Das gesagt, sind diese Sensoren nicht die beste Wahl zur Messung der Gesamtbiomasse. Da sie sich hauptsächlich auf lebende Zellen konzentrieren, berücksichtigen sie keine toten Zellen oder die Gesamtbiomasse. Für die Dichte lebensfähiger Zellen bleiben Kapazitätssensoren jedoch die bevorzugte Lösung.
Wie kalibriere und validiere ich eine Inline-Kapazitätssonde?
Um eine Inline-Kapazitätssonde zu kalibrieren, beginnen Sie mit bekannten Zellkonzentrationen, die aus Offline-Methoden wie Zellzählung gewonnen wurden. Dies ermöglicht es Ihnen, Kapazitätsmessungen mit tatsächlichen Zellzahlen abzugleichen. Die Validierung umfasst das Testen der Sonde unter verschiedenen Zelldichten und Medienbedingungen, um ihre Genauigkeit und Konsistenz zu bestätigen. Es ist auch wichtig, regelmäßige Kalibrierungsprüfungen gegen Offline-Messungen durchzuführen, insbesondere bei der Hochskalierung der Produktion oder der Änderung von Medienbedingungen. Dies stellt sicher, dass die Sonde weiterhin zuverlässige Messungen der lebensfähigen Zelldichte liefert.
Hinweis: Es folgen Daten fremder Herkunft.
// Copyright (c) 2026 bad-antics
// Licensed under the MIT License. See LICENSE file in the project root.
// https://github.com/bad-antics/vigil-rs

//! Reconnect backoff and bounded write retry

use std::future::Future;
use std::time::Duration;
use rand::prelude::*;
use rand::rngs::StdRng;
use serde::{Deserialize, Serialize};
use tracing::warn;

/// Backoff parameters
#[derive(Debug, Clone, Serialize, Deserialize)]
#[serde(default)]
pub struct BackoffConfig {
    pub base_ms: u64,
    pub factor: f64,
    pub cap_ms: u64,
    pub jitter: bool,
}

impl Default for BackoffConfig {
    fn default() -> Self {
        Self {
            base_ms: 1000,
            factor: 2.0,
            cap_ms: 60_000,
            jitter: true,
        }
    }
}

/// Exponential reconnect backoff with jitter.
///
/// The ceiling grows as `base * factor^attempt` up to `cap`. With jitter on, each
/// delay is drawn uniformly between the previous delay and the current ceiling,
/// so the sequence never decreases and never exceeds the cap.
pub struct Backoff {
    config: BackoffConfig,
    attempt: u32,
    last_delay: Duration,
    rng: StdRng,
}

impl Backoff {
    pub fn new(config: BackoffConfig) -> Self {
        Self::with_rng(config, StdRng::from_entropy())
    }

    /// Deterministic backoff for tests
    pub fn with_seed(config: BackoffConfig, seed: u64) -> Self {
        Self::with_rng(config, StdRng::seed_from_u64(seed))
    }

    fn with_rng(config: BackoffConfig, rng: StdRng) -> Self {
        Self {
            config,
            attempt: 0,
            last_delay: Duration::ZERO,
            rng,
        }
    }

    /// Ceiling for the current attempt
    pub fn ceiling(&self) -> Duration {
        let base = self.config.base_ms as f64;
        let cap = self.config.cap_ms as f64;
        let exp = self.config.factor.max(1.0).powi(self.attempt.min(63) as i32);
        Duration::from_millis((base * exp).min(cap) as u64)
    }

    /// Delay to wait before the next connection attempt
    pub fn next_delay(&mut self) -> Duration {
        let ceiling = self.ceiling();
        let delay = if self.config.jitter {
            let low = self.last_delay.min(ceiling).as_millis() as u64;
            let high = ceiling.as_millis() as u64;
            if high > low {
                Duration::from_millis(self.rng.gen_range(low..=high))
            } else {
                ceiling
            }
        } else {
            ceiling
        };

        self.attempt = self.attempt.saturating_add(1);
        self.last_delay = delay;
        delay
    }

    /// Number of delays handed out since the last reset
    pub fn attempts(&self) -> u32 {
        self.attempt
    }

    /// Call after a successful connection
    pub fn reset(&mut self) {
        self.attempt = 0;
        self.last_delay = Duration::ZERO;
    }
}

/// Bounded retry with a fixed delay schedule
#[derive(Debug, Clone, Serialize, Deserialize)]
#[serde(default)]
pub struct RetryPolicy {
    /// Delay before each retry; the number of entries is the number of retries
    pub delays_ms: Vec<u64>,
}

impl Default for RetryPolicy {
    fn default() -> Self {
        Self {
            delays_ms: vec![1000, 2000, 4000],
        }
    }
}

impl RetryPolicy {
    pub fn none() -> Self {
        Self { delays_ms: vec![] }
    }

    pub fn retries(&self) -> usize {
        self.delays_ms.len()
    }

    /// Run `op`, retrying on error after each scheduled delay.
    /// Returns the last error once the schedule is exhausted.
    pub async fn run<T, E, F, Fut>(&self, what: &str, mut op: F) -> Result<T, E>
    where
        F: FnMut() -> Fut,
        Fut: Future<Output = Result<T, E>>,
        E: std::fmt::Display,
    {
        let mut delays = self.delays_ms.iter();
        loop {
            match op().await {
                Ok(value) => return Ok(value),
                Err(e) => match delays.next() {
                    Some(&ms) => {
                        warn!("{} failed: {} (retrying in {}ms)", what, e, ms);
                        tokio::time::sleep(Duration::from_millis(ms)).await;
                    }
                    None => return Err(e),
                },
            }
        }
    }
}

#[cfg(test)]
mod tests {
    use super::*;
    use std::sync::atomic::{AtomicUsize, Ordering};
    use std::sync::Arc;

    #[test]
    fn test_backoff_non_decreasing_and_capped() {
        for seed in 0..20 {
            let mut backoff = Backoff::with_seed(BackoffConfig::default(), seed);
            let mut previous = Duration::ZERO;

            for _ in 0..40 {
                let delay = backoff.next_delay();
                assert!(delay >= previous, "seed {}: {:?} < {:?}", seed, delay, previous);
                assert!(delay <= Duration::from_secs(60));
                previous = delay;
            }
        }
    }

    #[test]
    fn test_backoff_without_jitter_doubles() {
        let config = BackoffConfig {
            jitter: false,
            ..Default::default()
        };
        let mut backoff = Backoff::new(config);
        let delays: Vec<u64> = (0..8).map(|_| backoff.next_delay().as_secs()).collect();
        assert_eq!(delays, vec![1, 2, 4, 8, 16, 32, 60, 60]);
    }

    #[test]
    fn test_backoff_reset() {
        let mut backoff = Backoff::with_seed(BackoffConfig::default(), 7);
        for _ in 0..10 {
            backoff.next_delay();
        }
        assert_eq!(backoff.attempts(), 10);
        assert_eq!(backoff.ceiling(), Duration::from_secs(60));

        backoff.reset();
        assert_eq!(backoff.attempts(), 0);
        assert!(backoff.next_delay() <= Duration::from_secs(1));
    }

    #[tokio::test(start_paused = true)]
    async fn test_retry_policy_gives_up_after_schedule() {
        let calls = Arc::new(AtomicUsize::new(0));
        let started = tokio::time::Instant::now();

        let c = calls.clone();
        let result: Result<(), String> = RetryPolicy::default()
            .run("write", || {
                let c = c.clone();
                async move {
                    c.fetch_add(1, Ordering::SeqCst);
                    Err("sink down".to_string())
                }
            })
            .await;

        assert!(result.is_err());
        assert_eq!(calls.load(Ordering::SeqCst), 4);
        assert_eq!(started.elapsed(), Duration::from_secs(7));
    }

    #[tokio::test(start_paused = true)]
    async fn test_retry_policy_recovers() {
        let calls = Arc::new(AtomicUsize::new(0));

        let c = calls.clone();
        let result: Result<usize, String> = RetryPolicy::default()
            .run("write", || {
                let c = c.clone();
                async move {
                    let n = c.fetch_add(1, Ordering::SeqCst);
                    if n < 2 { Err("busy".to_string()) } else { Ok(n) }
                }
            })
            .await;

        assert_eq!(result.unwrap(), 2);
    }
}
Wie verwandle ich Online-Signale in Softsensoren für die Fütterungskontrolle?
Um Online-Signale in Softsensoren für die Fütterungskontrolle in der Produktion von kultiviertem Fleisch zu verwandeln, können Sie sich auf Echtzeit-Sensordaten, wie Kapazitätsfrequenz-Scanning verlassen. Durch die Verarbeitung dieser Signale mittels multivariater Modelle können Sie kritische Parameter wie lebensfähige Zelldichte.
Kapazitätsbasierte Sensoren spielen hier eine Schlüsselrolle. Sie messen die Zellmembrankapazität, die direkt die Zellgesundheit widerspiegelt. Wenn diese Sensorausgaben in Steuerungsalgorithmen integriert werden, wird es möglich, Nährstoffanpassungen zu automatisieren und ideale Wachstumsbedingungen während des gesamten Prozesses aufrechtzuerhalten.